I love this routine, and still really enjoy performing it!
For a long time I didn’t really use any video projection in my show. Mostly because I didn’t understand how it worked and how to work it. In late January of 2020 I decided I was going to start to figure out how to use it in my live, in person stage shows. Shortly after I started working on using projection, the COVID pandemic hit and any work on in person shows went onto the back burner as I had to figure out virtual shows. Luckily those virtual shows have translated into me starting to understand how to incorporate video elements into my in person show.
Recently I did a theater show and got to start to use video projection. One thing I didn’t like about video was that I didn’t want the audience essentially watching TV. The ideal trick for this is the Three Shell Game. It’s interactive, and fills the screen nicely, but plus it still have whole audience interaction. I chose to use my Russian Shell Game as it has a payoff with the production of a dozen shells.
Here’s my first show using video projection:
It played well, and one of the silver linings to come out of the COVID pandemic is me not being afraid of using video projection/production in my show!

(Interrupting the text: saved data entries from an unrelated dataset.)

//! Table-related ODF elements.
//!
//! Typed views over `table:table`, `table:table-row` and the two kinds of
//! cell element. Views borrow the underlying [`Element`]; nothing is copied
//! out of the tree.

use super::attr_parser::count_attribute;
use super::element::{Element, ElementBase, Node};
use super::namespace::TABLENS;
use crate::common::Result;

/// A table element (one sheet of a spreadsheet)
#[derive(Debug, Clone, Copy)]
pub struct Table<'a> {
    element: &'a Element,
}

impl<'a> Table<'a> {
    /// View an element as a table, if it is one
    pub fn from_element(element: &'a Element) -> Option<Self> {
        element
            .is_named(TABLENS, "table")
            .then_some(Self { element })
    }

    /// Get the table name
    pub fn name(&self) -> Option<&'a str> {
        self.element.attribute(TABLENS, "name")
    }

    /// Get all rows of the table in document order.
    ///
    /// Rows grouped under `table:table-header-rows`, `table:table-row-group`
    /// or `table:table-rows` are included in place.
    pub fn rows(&self) -> impl Iterator<Item = TableRow<'a>> + use<'a> {
        self.element
            .descendants(TABLENS, "table-row")
            .into_iter()
            .map(|element| TableRow { element })
    }

    /// Get the underlying element
    pub fn element(&self) -> &'a Element {
        self.element
    }
}

/// A table row element
#[derive(Debug, Clone, Copy)]
pub struct TableRow<'a> {
    element: &'a Element,
}

impl<'a> TableRow<'a> {
    /// Number of times this row occurs (`table:number-rows-repeated`, default 1)
    pub fn repeat_count(&self) -> Result<usize> {
        count_attribute(self.element, "table:number-rows-repeated", 1)
    }

    /// Classify each child of the row, in document order
    pub fn cells(&self) -> impl Iterator<Item = CellNode<'a>> + use<'a> {
        self.element.nodes().iter().map(CellNode::classify)
    }

    /// A row is entirely empty when none of its children has children
    /// of its own, whether or not the child is a cell.
    pub fn is_empty(&self) -> bool {
        !self.element.nodes().iter().any(Node::has_children)
    }
}

/// A row child, classified once during the row scan
#[derive(Debug, Clone, Copy)]
pub enum CellNode<'a> {
    /// `table:table-cell`
    Value(TableCell<'a>),
    /// `table:covered-table-cell`: a slot spanned by a merged cell
    Covered(TableCell<'a>),
    /// Anything else a row may contain; ignored by extraction
    Other,
}

impl<'a> CellNode<'a> {
    /// Classify a row child
    pub fn classify(node: &'a Node) -> Self {
        match node {
            Node::Element(element) if element.is_named(TABLENS, "table-cell") => {
                CellNode::Value(TableCell { element })
            },
            Node::Element(element) if element.is_named(TABLENS, "covered-table-cell") => {
                CellNode::Covered(TableCell { element })
            },
            _ => CellNode::Other,
        }
    }
}

/// A table cell element (value or covered)
#[derive(Debug, Clone, Copy)]
pub struct TableCell<'a> {
    element: &'a Element,
}

impl<'a> TableCell<'a> {
    /// View an element as a cell, if it is one
    pub fn from_element(element: &'a Element) -> Option<Self> {
        (element.is_named(TABLENS, "table-cell")
            || element.is_named(TABLENS, "covered-table-cell"))
        .then_some(Self { element })
    }

    /// Number of columns this cell occupies
    /// (`table:number-columns-repeated`, default 1)
    pub fn repeat_count(&self) -> Result<usize> {
        count_attribute(self.element, "table:number-columns-repeated", 1)
    }

    /// Get the underlying element
    pub fn element(&self) -> &'a Element {
        self.element
    }
}

#[cfg(test)]
mod tests {
    use super::*;

    fn row_with(children: Vec<Element>) -> Element {
        children
            .into_iter()
            .fold(Element::new("table:table-row"), Element::with_child)
    }

    #[test]
    fn test_classify_children() {
        let row = row_with(vec![
            Element::new("table:table-cell"),
            Element::new("table:covered-table-cell"),
            Element::new("office:annotation"),
        ]);
        let table = Element::new("table:table").with_child(row);
        let table = Table::from_element(&table).unwrap();
        let row = table.rows().next().unwrap();

        let kinds: Vec<_> = row.cells().collect();
        assert!(matches!(kinds[0], CellNode::Value(_)));
        assert!(matches!(kinds[1], CellNode::Covered(_)));
        assert!(matches!(kinds[2], CellNode::Other));
    }

    #[test]
    fn test_rows_include_header_rows() {
        let table = Element::new("table:table")
            .with_attribute("table:name", "Data")
            .with_child(
                Element::new("table:table-header-rows")
                    .with_child(Element::new("table:table-row")),
            )
            .with_child(Element::new("table:table-row"));
        let table = Table::from_element(&table).unwrap();
        assert_eq!(table.name(), Some("Data"));
        assert_eq!(table.rows().count(), 2);
    }

    #[test]
    fn test_row_emptiness() {
        let empty = row_with(vec![
            Element::new("table:table-cell").with_attribute("table:number-columns-repeated", "5"),
            Element::new("table:covered-table-cell"),
        ]);
        let holder = Element::new("table:table").with_child(empty);
        let table = Table::from_element(&holder).unwrap();
        assert!(table.rows().next().unwrap().is_empty());

        let filled = row_with(vec![
            Element::new("table:table-cell").with_child(Element::new("text:p").with_text("x")),
        ]);
        let holder = Element::new("table:table").with_child(filled);
        let table = Table::from_element(&holder).unwrap();
        assert!(!table.rows().next().unwrap().is_empty());
    }

    #[test]
    fn test_repeat_counts() {
        let cell = Element::new("table:table-cell").with_attribute("table:number-columns-repeated", "4");
        assert_eq!(TableCell::from_element(&cell).unwrap().repeat_count().unwrap(), 4);

        let plain = Element::new("table:table-cell");
        assert_eq!(TableCell::from_element(&plain).unwrap().repeat_count().unwrap(), 1);

        assert!(Table::from_element(&plain).is_none());
        assert!(TableCell::from_element(&Element::new("text:p")).is_none());
    }
}
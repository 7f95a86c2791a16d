//! ODF XML element classes.
//!
//! This module provides the element tree read from `content.xml` and the
//! typed views the spreadsheet reader works through.

/// Numeric attribute parsing
pub mod attr_parser;
/// Core element functionality
pub mod element;
/// Namespace handling utilities
pub mod namespace;
/// Table-related elements (tables, rows, cells)
pub mod table;
/// Text decoding (space-run markers)
pub mod text;
//! Cell values for ODS spreadsheets.
//!
//! A `table:table-cell` stores its typed value in attributes
//! (`office:value-type`, `office:value`, `office:date-value`) and its
//! displayed text in `text:p` children. [`decode_cell`] turns one cell
//! element into a [`Scalar`].

use crate::common::{Error, Result};
use crate::odf::datatype::{DateTimeOdf, TimeOfDay};
use crate::odf::elements::attr_parser::{float_attribute, required_attribute};
use crate::odf::elements::element::ElementBase;
use crate::odf::elements::namespace::OFFICENS;
use crate::odf::elements::text::decode_text;
use chrono::{NaiveDateTime, NaiveTime};
use serde::{Deserialize, Serialize};
use std::fmt;

/// Displayed text a spreadsheet writes for the "not available" error value
pub const NOT_AVAILABLE_TEXT: &str = "#N/A";

/// A single decoded cell value.
///
/// `NotAvailable` is the spreadsheet's `#N/A` marker and is distinct from
/// `Empty`, which stands for "no value".
#[derive(Debug, Clone, PartialEq, Default, Serialize, Deserialize)]
pub enum Scalar {
    /// No value
    #[default]
    Empty,
    /// Boolean value
    Boolean(bool),
    /// Integral float value (only produced when float conversion is on)
    Int(i64),
    /// Numeric, percentage or currency value
    Float(f64),
    /// Text string
    String(String),
    /// Calendar date-time
    DateTime(NaiveDateTime),
    /// Time of day
    Time(NaiveTime),
    /// The `#N/A` marker
    NotAvailable,
}

impl Scalar {
    /// Check if this is the empty value
    #[inline]
    pub fn is_empty(&self) -> bool {
        matches!(self, Scalar::Empty)
    }
}

impl fmt::Display for Scalar {
    fn fmt(&self, f: &mut fmt::Formatter<'_>) -> fmt::Result {
        match self {
            Scalar::Empty => Ok(()),
            Scalar::Boolean(value) => write!(f, "{}", if *value { "TRUE" } else { "FALSE" }),
            Scalar::Int(value) => write!(f, "{}", value),
            Scalar::Float(value) => write!(f, "{}", value),
            Scalar::String(value) => f.write_str(value),
            Scalar::DateTime(value) => write!(f, "{}", value),
            Scalar::Time(value) => write!(f, "{}", value),
            Scalar::NotAvailable => f.write_str(NOT_AVAILABLE_TEXT),
        }
    }
}

/// Decode one value cell
///
/// Errors carry no location; the caller knows where the cell sits.
pub fn decode_cell<E: ElementBase + ?Sized>(cell: &E, convert_float: bool) -> Result<Scalar> {
    let literal = cell.text();
    if literal == NOT_AVAILABLE_TEXT {
        return Ok(Scalar::NotAvailable);
    }

    let Some(kind) = cell.attribute(OFFICENS, "value-type") else {
        return Ok(Scalar::Empty);
    };

    match kind {
        "boolean" => Ok(Scalar::Boolean(literal == "TRUE")),
        "float" => {
            let value = float_attribute(cell, "office:value")?;
            Ok(match integral(value) {
                Some(int) if convert_float => Scalar::Int(int),
                _ => Scalar::Float(value),
            })
        },
        "percentage" | "currency" => Ok(Scalar::Float(float_attribute(cell, "office:value")?)),
        "string" => {
            let text = decode_text(cell)?;
            Ok(if text.is_empty() { Scalar::Empty } else { Scalar::String(text) })
        },
        "date" => {
            let raw = required_attribute(cell, "office:date-value")?;
            DateTimeOdf::decode(raw)
                .map(Scalar::DateTime)
                .map_err(|_| Error::malformed_attribute("office:date-value", Some(raw)))
        },
        "time" => TimeOfDay::decode(&literal)
            .map(Scalar::Time)
            .map_err(|_| Error::MalformedText {
                text: literal.clone(),
                location: None,
            }),
        other => Err(Error::UnrecognizedCellType {
            kind: other.to_string(),
            location: None,
        }),
    }
}

/// The value as an `i64` when it has no fractional part and fits
fn integral(value: f64) -> Option<i64> {
    const LIMIT: f64 = 9_223_372_036_854_775_808.0; // 2^63
    (value.is_finite() && value.fract() == 0.0 && (-LIMIT..LIMIT).contains(&value))
        .then_some(value as i64)
}
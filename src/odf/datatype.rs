//! ODF data type conversions (DateTime, time of day).
//!
//! This module converts the ISO 8601 strings found in `office:date-value`
//! attributes and the displayed text of time cells into chrono values.

use crate::Result;
use chrono::{DateTime, NaiveDate, NaiveDateTime, NaiveTime};

// ============================================================================
// DATETIME CONVERSION
// ============================================================================

/// DateTime data type conversion utilities
///
/// Converts ODF date-values (ISO 8601 date or date-time) into
/// `chrono::NaiveDateTime`.
pub struct DateTimeOdf;

impl DateTimeOdf {
    /// Decode an ODF date-value to a calendar date-time
    ///
    /// A plain date decodes to midnight. A value carrying a UTC offset keeps
    /// its wall-clock time; the offset itself is discarded.
    ///
    /// # Examples
    ///
    /// ```
    /// use odsgrid::odf::datatype::DateTimeOdf;
    ///
    /// let dt = DateTimeOdf::decode("2024-01-31T15:30:00").unwrap();
    /// assert_eq!(dt.to_string(), "2024-01-31 15:30:00");
    ///
    /// let midnight = DateTimeOdf::decode("2024-01-31").unwrap();
    /// assert_eq!(midnight.to_string(), "2024-01-31 00:00:00");
    /// ```
    pub fn decode(data: &str) -> Result<NaiveDateTime> {
        let data = data.trim();

        if let Ok(naive_dt) = NaiveDateTime::parse_from_str(data, "%Y-%m-%dT%H:%M:%S%.f") {
            return Ok(naive_dt);
        }

        if let Ok(naive_dt) = NaiveDateTime::parse_from_str(data, "%Y-%m-%dT%H:%M") {
            return Ok(naive_dt);
        }

        if let Ok(date) = NaiveDate::parse_from_str(data, "%Y-%m-%d") {
            return Ok(date.and_time(NaiveTime::MIN));
        }

        // Handle 'Z' suffix (UTC timezone)
        let normalized = match data.strip_suffix('Z') {
            Some(rest) => format!("{}+00:00", rest),
            None => data.to_string(),
        };
        if let Ok(dt) = DateTime::parse_from_rfc3339(&normalized) {
            return Ok(dt.naive_local());
        }

        Err(crate::Error::InvalidFormat(format!(
            "Failed to parse ODF datetime '{}'",
            data
        )))
    }
}

// ============================================================================
// TIME OF DAY CONVERSION
// ============================================================================

/// Time-of-day conversion utilities
///
/// Time cells are decoded from their displayed text, which follows the
/// document's number format rather than ISO 8601.
pub struct TimeOfDay;

const TIME_FORMATS: &[&str] = &[
    "%H:%M:%S%.f",
    "%H:%M",
    "%I:%M:%S%.f %p",
    "%I:%M:%S %p",
    "%I:%M %p",
];

impl TimeOfDay {
    /// Decode displayed text to a time of day
    ///
    /// Accepts 24-hour `HH:MM[:SS[.fff]]`, 12-hour forms with an AM/PM
    /// marker, or a full date-time whose time part is taken.
    ///
    /// # Examples
    ///
    /// ```
    /// use odsgrid::odf::datatype::TimeOfDay;
    /// use chrono::NaiveTime;
    ///
    /// assert_eq!(
    ///     TimeOfDay::decode("16:25:30").unwrap(),
    ///     NaiveTime::from_hms_opt(16, 25, 30).unwrap()
    /// );
    /// assert_eq!(
    ///     TimeOfDay::decode("04:25 PM").unwrap(),
    ///     NaiveTime::from_hms_opt(16, 25, 0).unwrap()
    /// );
    /// ```
    pub fn decode(data: &str) -> Result<NaiveTime> {
        let data = data.trim();

        for format in TIME_FORMATS {
            if let Ok(time) = NaiveTime::parse_from_str(data, format) {
                return Ok(time);
            }
        }

        if let Ok(dt) = DateTimeOdf::decode(data) {
            return Ok(dt.time());
        }

        Err(crate::Error::InvalidFormat(format!(
            "Failed to parse time of day '{}'",
            data
        )))
    }
}

#[cfg(test)]
mod tests {
    use super::*;
    use chrono::{Datelike, Timelike};

    #[test]
    fn test_datetime_decode() {
        let dt = DateTimeOdf::decode("2024-01-31T15:30:00").unwrap();
        assert_eq!((dt.year(), dt.month(), dt.day()), (2024, 1, 31));
        assert_eq!((dt.hour(), dt.minute()), (15, 30));

        let dt = DateTimeOdf::decode("2024-01-31T15:30:00.250").unwrap();
        assert_eq!(dt.nanosecond(), 250_000_000);

        let dt = DateTimeOdf::decode("1999-12-31").unwrap();
        assert_eq!(dt.time(), NaiveTime::MIN);
    }

    #[test]
    fn test_datetime_decode_with_offset_keeps_wall_clock() {
        let dt = DateTimeOdf::decode("2024-01-31T15:30:00+01:00").unwrap();
        assert_eq!(dt.hour(), 15);

        let dt = DateTimeOdf::decode("2024-01-31T15:30:00Z").unwrap();
        assert_eq!(dt.hour(), 15);
    }

    #[test]
    fn test_datetime_decode_rejects_garbage() {
        assert!(DateTimeOdf::decode("yesterday").is_err());
        assert!(DateTimeOdf::decode("2024-13-01").is_err());
        assert!(DateTimeOdf::decode("").is_err());
    }

    #[test]
    fn test_time_of_day_decode() {
        assert_eq!(
            TimeOfDay::decode("09:05").unwrap(),
            NaiveTime::from_hms_opt(9, 5, 0).unwrap()
        );
        assert_eq!(
            TimeOfDay::decode("23:59:59.5").unwrap(),
            NaiveTime::from_hms_milli_opt(23, 59, 59, 500).unwrap()
        );
        assert_eq!(
            TimeOfDay::decode("12:00:00 AM").unwrap(),
            NaiveTime::from_hms_opt(0, 0, 0).unwrap()
        );
        assert_eq!(
            TimeOfDay::decode("2024-01-31T07:45:00").unwrap(),
            NaiveTime::from_hms_opt(7, 45, 0).unwrap()
        );
    }

    #[test]
    fn test_time_of_day_decode_rejects_garbage() {
        assert!(TimeOfDay::decode("noon").is_err());
        assert!(TimeOfDay::decode("25:00").is_err());
    }
}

Having a second set of eyes helps a lot when working on things. Every now and then when I do virtual shows I’ll sneak a friend into the zoom and have them write notes on the show. Recently my friend noticed a rookie mistake I made.
In my three shell game routine (my Russian Shell Game routine) I have a graphic overlay pop up with the numbers 1, 2 and 3.
I wear a white shirt and the numbers are white. My friend pointed out that they blended into my shirt. It was a simple fix to add black borders to them for the future
Now they’ll work with pretty much any background.
Having a fresh set of eyes watch your show for little things make a big difference!
One of the things that’s been a challenge for me in virtual shows is using my space wisely. My virtual studio is in the office I share with my wife and I need to build the studio every show virtually from scratch. It’s much more work that driving to a venue and setting up.
About a week ago I did a post about adding a rotating shelf to below my working table top. I’m liking it and have gotten to use it in a couple of shows. I’m adding holders to the props, so that they can just stay set up. Here’s what I’ve 3d printed so far:
The goal is to hopefully cut down on my set up time. I just need to set up the studio, and not the studio plus all of my show props. The silver lining is that the holders also keep things from falling off the table when it’s moved or the shelf is rotated. I still need to make the holders for the rest of the table, but this is a start!
One of the Facebook groups that I belong to is a Magician’s 3D Printing group. It’s an interesting group, a few people in it are making some cool stuff. Recently someone asked if anyone had made a chop cup before. I mentioned that I had and made stack of nested cups as a final load for it.
I no longer have the set of cups, but here’s an idea of what they looked like:
This set was 100% inspired by Gary Ouellet‘s column Fulminations in Genii Magazine where he had a series of nested cups as the ending for a cups and balls routine. This led to my Russian Shell Game trick, which is a Three Shell Game that ends with a ton of shells on the table.
The fun thing about the time we live in, is with a little bit of tinkering around, you can make virtually any prop you’ve ever wanted with 3d printer!